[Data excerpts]
Segment Open
//! Harmonisation results and their export.

use std::collections::{BTreeMap, BTreeSet};
use std::io::Write;

use chrono::{DateTime, SecondsFormat, Utc};
use emsr_catalogue::{MagnitudeMeasure, MeasureId};
use serde::Serialize;

use crate::error::HarmoniseError;

const CSV_HEADER: &str = "event,agency,origin_time,latitude,longitude,depth,native_scale,native_value,native_error,scale,value,standard_error,formulas";

/// A measure and its conversion to the target scale.
#[derive(Debug, Clone, PartialEq)]
pub struct ConvertedMeasure {
    pub original: MagnitudeMeasure,
    pub converted: MagnitudeMeasure,
    /// Names of the formulas applied, in order.
    pub formulas: Vec<String>,
}

/// Output format of [`HarmoniserResult::export`].
#[derive(Debug, Clone, Copy, PartialEq, Eq, Default)]
pub enum ExportFormat {
    #[default]
    Csv,
    Json,
}

/// Converted and unconverted measures of one harmonisation run.
///
/// The two sides partition the input: each appended measure lands on
/// exactly one side, and a measure is converted at most once.
#[derive(Debug, Clone, Default, PartialEq)]
pub struct HarmoniserResult {
    converted: BTreeMap<MeasureId, ConvertedMeasure>,
    unconverted: Vec<MagnitudeMeasure>,
    unconverted_ids: BTreeSet<MeasureId>,
}

impl HarmoniserResult {
    pub fn new() -> Self {
        Self::default()
    }

    /// Records `measure`, converted if `conversion` holds the converted
    /// measure and the formula chain, unconverted otherwise.
    ///
    /// # Errors
    ///
    /// - [`HarmoniseError::AlreadyConverted`] if `measure` was already
    ///   recorded as converted and is converted again.
    /// - [`HarmoniseError::AlreadyRecorded`] if `measure` would end up on
    ///   both sides.
    pub fn append(
        &mut self,
        measure: MagnitudeMeasure,
        conversion: Option<(MagnitudeMeasure, Vec<String>)>,
    ) -> Result<(), HarmoniseError> {
        let id = measure.id();
        if self.unconverted_ids.contains(&id) {
            return Err(HarmoniseError::AlreadyRecorded {
                measure: id.0,
                side: "unconverted",
            });
        }
        let Some((converted, formulas)) = conversion else {
            if self.converted.contains_key(&id) {
                return Err(HarmoniseError::AlreadyRecorded {
                    measure: id.0,
                    side: "converted",
                });
            }
            self.unconverted_ids.insert(id);
            self.unconverted.push(measure);
            return Ok(());
        };
        if self.converted.contains_key(&id) {
            return Err(HarmoniseError::AlreadyConverted { measure: id.0 });
        }
        self.converted.insert(
            id,
            ConvertedMeasure {
                original: measure,
                converted,
                formulas,
            },
        );
        Ok(())
    }

    /// Converted measures, by store identity.
    pub fn converted(&self) -> impl Iterator<Item = &ConvertedMeasure> {
        self.converted.values()
    }

    /// Conversion of one measure, if it was converted.
    pub fn get(&self, id: MeasureId) -> Option<&ConvertedMeasure> {
        self.converted.get(&id)
    }

    pub fn unconverted(&self) -> &[MagnitudeMeasure] {
        &self.unconverted
    }

    pub fn converted_count(&self) -> usize {
        self.converted.len()
    }

    /// Total number of recorded measures.
    pub fn len(&self) -> usize {
        self.converted.len() + self.unconverted.len()
    }

    pub fn is_empty(&self) -> bool {
        self.len() == 0
    }

    /// Writes the converted measures, sorted by origin time, to `writer`.
    pub fn export<W: Write>(&self, format: ExportFormat, mut writer: W) -> Result<(), HarmoniseError> {
        let records = self.records();
        match format {
            ExportFormat::Csv => {
                writeln!(writer, "{CSV_HEADER}")?;
                for r in &records {
                    writeln!(writer, "{}", r.csv_line())?;
                }
            }
            ExportFormat::Json => {
                serde_json::to_writer_pretty(&mut writer, &records).map_err(|e| {
                    HarmoniseError::Serialization {
                        reason: e.to_string(),
                    }
                })?;
                writeln!(writer)?;
            }
        }
        writer.flush()?;
        Ok(())
    }

    fn records(&self) -> Vec<ExportRecord<'_>> {
        let mut sorted: Vec<&ConvertedMeasure> = self.converted.values().collect();
        sorted.sort_by_key(|c| c.original.origin().time);
        sorted.into_iter().map(ExportRecord::from).collect()
    }
}

#[derive(Debug, Serialize)]
struct ExportRecord<'a> {
    event: &'a str,
    agency: &'a str,
    origin_time: DateTime<Utc>,
    latitude: f64,
    longitude: f64,
    depth: Option<f64>,
    native_scale: &'a str,
    native_value: f64,
    native_error: Option<f64>,
    scale: &'a str,
    value: f64,
    standard_error: Option<f64>,
    formulas: &'a [String],
}

impl<'a> From<&'a ConvertedMeasure> for ExportRecord<'a> {
    fn from(c: &'a ConvertedMeasure) -> Self {
        let origin = c.original.origin();
        Self {
            event: c.original.event_key(),
            agency: c.original.agency(),
            origin_time: origin.time,
            latitude: origin.latitude,
            longitude: origin.longitude,
            depth: origin.depth,
            native_scale: c.original.scale(),
            native_value: c.original.value(),
            native_error: c.original.standard_error(),
            scale: c.converted.scale(),
            value: c.converted.value(),
            standard_error: c.converted.standard_error(),
            formulas: &c.formulas,
        }
    }
}

impl ExportRecord<'_> {
    fn csv_line(&self) -> String {
        let optional = |v: Option<f64>| v.map(|v| v.to_string()).unwrap_or_default();
        [
            csv_field(self.event),
            csv_field(self.agency),
            self.origin_time.to_rfc3339_opts(SecondsFormat::AutoSi, true),
            self.latitude.to_string(),
            self.longitude.to_string(),
            optional(self.depth),
            csv_field(self.native_scale),
            self.native_value.to_string(),
            optional(self.native_error),
            csv_field(self.scale),
            self.value.to_string(),
            optional(self.standard_error),
            csv_field(&self.formulas.join(";")),
        ]
        .join(",")
    }
}

/// Quotes a field containing a separator, quote or line break.
fn csv_field(s: &str) -> String {
    if s.contains([',', '"', '\n', '\r']) {
        format!("\"{}\"", s.replace('"', "\"\""))
    } else {
        s.to_string()
    }
}
//! Error types for the emsr-harmonise crate.

/// Error type for all fallible operations in the emsr-harmonise crate.
#[derive(Debug, Clone, PartialEq, thiserror::Error)]
pub enum HarmoniseError {
    /// Returned when a formula is applied to a measure outside its domain.
    #[error("formula '{formula}' does not apply to {scale} measure {measure} from {agency}")]
    OutOfDomain {
        /// Name of the formula.
        formula: String,
        /// Store identity of the measure.
        measure: u64,
        /// Scale of the measure.
        scale: String,
        /// Reporting agency of the measure.
        agency: String,
    },

    /// Returned when the same measure is recorded as converted twice.
    #[error("measure {measure} has already been converted")]
    AlreadyConverted {
        /// Store identity of the measure.
        measure: u64,
    },

    /// Returned when a measure is recorded on both sides of a result.
    #[error("measure {measure} has already been recorded as {side}")]
    AlreadyRecorded {
        /// Store identity of the measure.
        measure: u64,
        /// `converted` or `unconverted`.
        side: &'static str,
    },

    /// Returned when a default uncertainty is negative or not finite.
    #[error("default uncertainty must be finite and >= 0, got {value}")]
    InvalidUncertainty {
        /// The invalid value.
        value: f64,
    },

    /// Returned when a formula's model error is negative or not finite.
    #[error("model error of formula '{formula}' must be finite and >= 0, got {value}")]
    InvalidModelError {
        /// Name of the formula.
        formula: String,
        /// The invalid value.
        value: f64,
    },

    /// Returned when writing an export fails.
    #[error("I/O error: {reason}")]
    Io {
        /// Description of the failure.
        reason: String,
    },

    /// Returned when JSON serialisation fails.
    #[error("serialization error: {reason}")]
    Serialization {
        /// Description of the failure.
        reason: String,
    },
}

impl From<std::io::Error> for HarmoniseError {
    fn from(e: std::io::Error) -> Self {
        HarmoniseError::Io {
            reason: e.to_string(),
        }
    }
}

#[cfg(test)]
mod tests {
    use super::*;

    #[test]
    fn error_out_of_domain() {
        let e = HarmoniseError::OutOfDomain {
            formula: "mb->Mw".to_string(),
            measure: 4,
            scale: "ML".to_string(),
            agency: "ISC".to_string(),
        };
        assert_eq!(
            e.to_string(),
            "formula 'mb->Mw' does not apply to ML measure 4 from ISC"
        );
    }

    #[test]
    fn error_already_converted() {
        let e = HarmoniseError::AlreadyConverted { measure: 12 };
        assert_eq!(e.to_string(), "measure 12 has already been converted");
    }

    #[test]
    fn error_already_recorded() {
        let e = HarmoniseError::AlreadyRecorded {
            measure: 3,
            side: "unconverted",
        };
        assert_eq!(e.to_string(), "measure 3 has already been recorded as unconverted");
    }

    #[test]
    fn error_invalid_uncertainty() {
        let e = HarmoniseError::InvalidUncertainty { value: -0.1 };
        assert_eq!(
            e.to_string(),
            "default uncertainty must be finite and >= 0, got -0.1"
        );
    }

    #[test]
    fn error_from_io() {
        let io = std::io::Error::new(std::io::ErrorKind::BrokenPipe, "closed");
        let e = HarmoniseError::from(io);
        assert_eq!(e.to_string(), "I/O error: closed");
    }

    #[test]
    fn error_is_send_sync() {
        fn assert_send_sync<T: Send + Sync>() {}
        assert_send_sync::<HarmoniseError>();
    }

    #[test]
    fn error_implements_std_error() {
        fn assert_impl<T: std::error::Error>() {}
        assert_impl::<HarmoniseError>();
    }
}
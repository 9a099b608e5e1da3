//! # emsr-isf
//!
//! Streaming importer for bulletins in the IASPEI Seismic Format (ISF).
//!
//! ## Parser
//!
//! Every line is first classified structurally into a [`LineType`] (fixed
//! header text, fixed line length, or a regular expression). The pair
//! (current [`ParserState`], line type) then selects the next state from
//! an explicit transition table:
//!
//! ```text
//! Start ──catalogue_header──▶ Start
//! Start ──event_header──────▶ EventHeader        (after a catalogue header)
//! EventHeader ──origin_header──▶ OriginHeader ──origin_block──▶ OriginBlock
//! OriginBlock ──origin_block──▶ OriginBlock
//! OriginBlock ──measure_header──▶ MeasureHeader
//! OriginBlock ──event_header──▶ EventHeader
//! MeasureHeader ──measure_block / measure_unknown_scale_block──▶ MeasureBlock / MeasureUnknownScaleBlock
//! MeasureBlock ──measure_block / measure_unknown_scale_block / event_header──▶ …
//! ```
//!
//! A rejected line is recorded with its line number and the parser falls
//! back to `Start`, so one malformed event does not abort the bulletin.
//! Duplicate keys abort the import after rolling back the pending batch.
//!
//! ## Quick start
//!
//! ```
//! use emsr_catalogue::Catalogue;
//! use emsr_isf::{ImportConfig, import_events};
//!
//! let bulletin = "DATA_TYPE BULLETIN IMS1.0:short\nEvent 1 Fiji Islands region\n";
//! let mut catalogue = Catalogue::new();
//! let report = import_events(bulletin.as_bytes(), &mut catalogue, &ImportConfig::default()).unwrap();
//! assert_eq!(report.created(emsr_isf::EntityKind::Event), 1);
//! ```

mod config;
mod error;
mod fields;
mod import;
mod line;
mod report;
mod state;

pub use config::{ImportConfig, JunkPolicy};
pub use error::IsfError;
pub use fields::{MeasureRecord, UNKNOWN_SCALE, parse_measure_block, parse_origin_block};
pub use import::import_events;
pub use line::{LineType, classify};
pub use report::{EntityKind, ImportReport};
pub use state::ParserState;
Segment Closed
### [Action item]
Find "reason" in the data above. Report each line where it appears.

### [Response to this exercise]
                        reason: e.to_string(),
    #[error("I/O error: {reason}")]
        reason: String,
    #[error("serialization error: {reason}")]
        reason: String,
            reason: e.to_string(),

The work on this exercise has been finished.